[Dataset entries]

________________

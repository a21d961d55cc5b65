//! Thin wrappers around the V4L2 ioctls the MFC driver is driven with.
//!
//! Each wrapper only takes the inputs the caller is expected to provide, and returns an owned
//! Rust view of what the driver filled in. Errors are specific to each ioctl so that expected
//! outcomes (e.g. `EAGAIN` on `VIDIOC_DQBUF`) get their own variant. Every error type converts
//! back into the `Errno` it came from.

mod dqbuf;
mod g_crop;
mod g_ext_ctrls;
mod g_fmt;
mod mmap;
mod qbuf;
mod querybuf;
mod querycap;
mod reqbufs;
mod s_ctrl;
mod streamon;

pub use dqbuf::*;
pub use g_crop::*;
pub use g_ext_ctrls::*;
pub use g_fmt::*;
pub use mmap::*;
pub use qbuf::*;
pub use querybuf::*;
pub use querycap::*;
pub use reqbufs::*;
pub use s_ctrl::*;
pub use streamon::*;

use std::ffi::CStr;

use bitflags::bitflags;

use crate::bindings;
use crate::memory::MemoryType;
use crate::QueueType;

/// Decode a fixed-size, nul-padded C string field. The result is empty if `bytes` has no nul.
fn c_string(bytes: &[u8]) -> String {
    CStr::from_bytes_until_nul(bytes)
        .map(|s| s.to_string_lossy().into_owned())
        .unwrap_or_default()
}

/// Plane array exchanged with the multiplanar buffer ioctls.
type V4l2BufferPlanes = [bindings::v4l2_plane; bindings::VIDEO_MAX_PLANES as usize];

/// Build a multiplanar `v4l2_buffer` whose first `num_planes` planes are stored in `planes`.
/// `planes` must outlive any ioctl the returned buffer is passed to.
fn mplane_buffer(
    queue: QueueType,
    memory: MemoryType,
    planes: &mut V4l2BufferPlanes,
    num_planes: usize,
) -> bindings::v4l2_buffer {
    let mut buf = bindings::v4l2_buffer {
        type_: queue as u32,
        memory: memory as u32,
        length: num_planes.min(planes.len()) as u32,
        ..Default::default()
    };
    buf.m.planes = planes.as_mut_ptr();
    buf
}

bitflags! {
    /// Subset of the `v4l2_buffer` flags the MFC driver reports or honors.
    #[derive(Clone, Copy, Debug, Default, PartialEq, Eq)]
    pub struct BufferFlags: u32 {
        const MAPPED = bindings::V4L2_BUF_FLAG_MAPPED;
        const QUEUED = bindings::V4L2_BUF_FLAG_QUEUED;
        const DONE = bindings::V4L2_BUF_FLAG_DONE;
        const ERROR = bindings::V4L2_BUF_FLAG_ERROR;
        const KEYFRAME = bindings::V4L2_BUF_FLAG_KEYFRAME;
        const PFRAME = bindings::V4L2_BUF_FLAG_PFRAME;
        const BFRAME = bindings::V4L2_BUF_FLAG_BFRAME;
        const LAST = bindings::V4L2_BUF_FLAG_LAST;
    }
}

#[cfg(test)]
mod tests {
    use super::c_string;

    #[test]
    fn c_string_fields() {
        assert_eq!(c_string(b"Exynos\0"), "Exynos");
        assert_eq!(c_string(b"s5p\0-mfc"), "s5p");
        assert_eq!(c_string(b"s5p\0-mfc\0"), "s5p");
        assert_eq!(c_string(b"\0mfc"), "");
        // Unterminated fields are not trusted.
        assert_eq!(c_string(b"s5p-mfc"), "");
    }
}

________________

:: YOUR TASK ::
The answer must consist of every line from the data that holds the string "ioctls".

:: ANSWER SPACE ::
//! Thin wrappers around the V4L2 ioctls the MFC driver is driven with.
/// Plane array exchanged with the multiplanar buffer ioctls.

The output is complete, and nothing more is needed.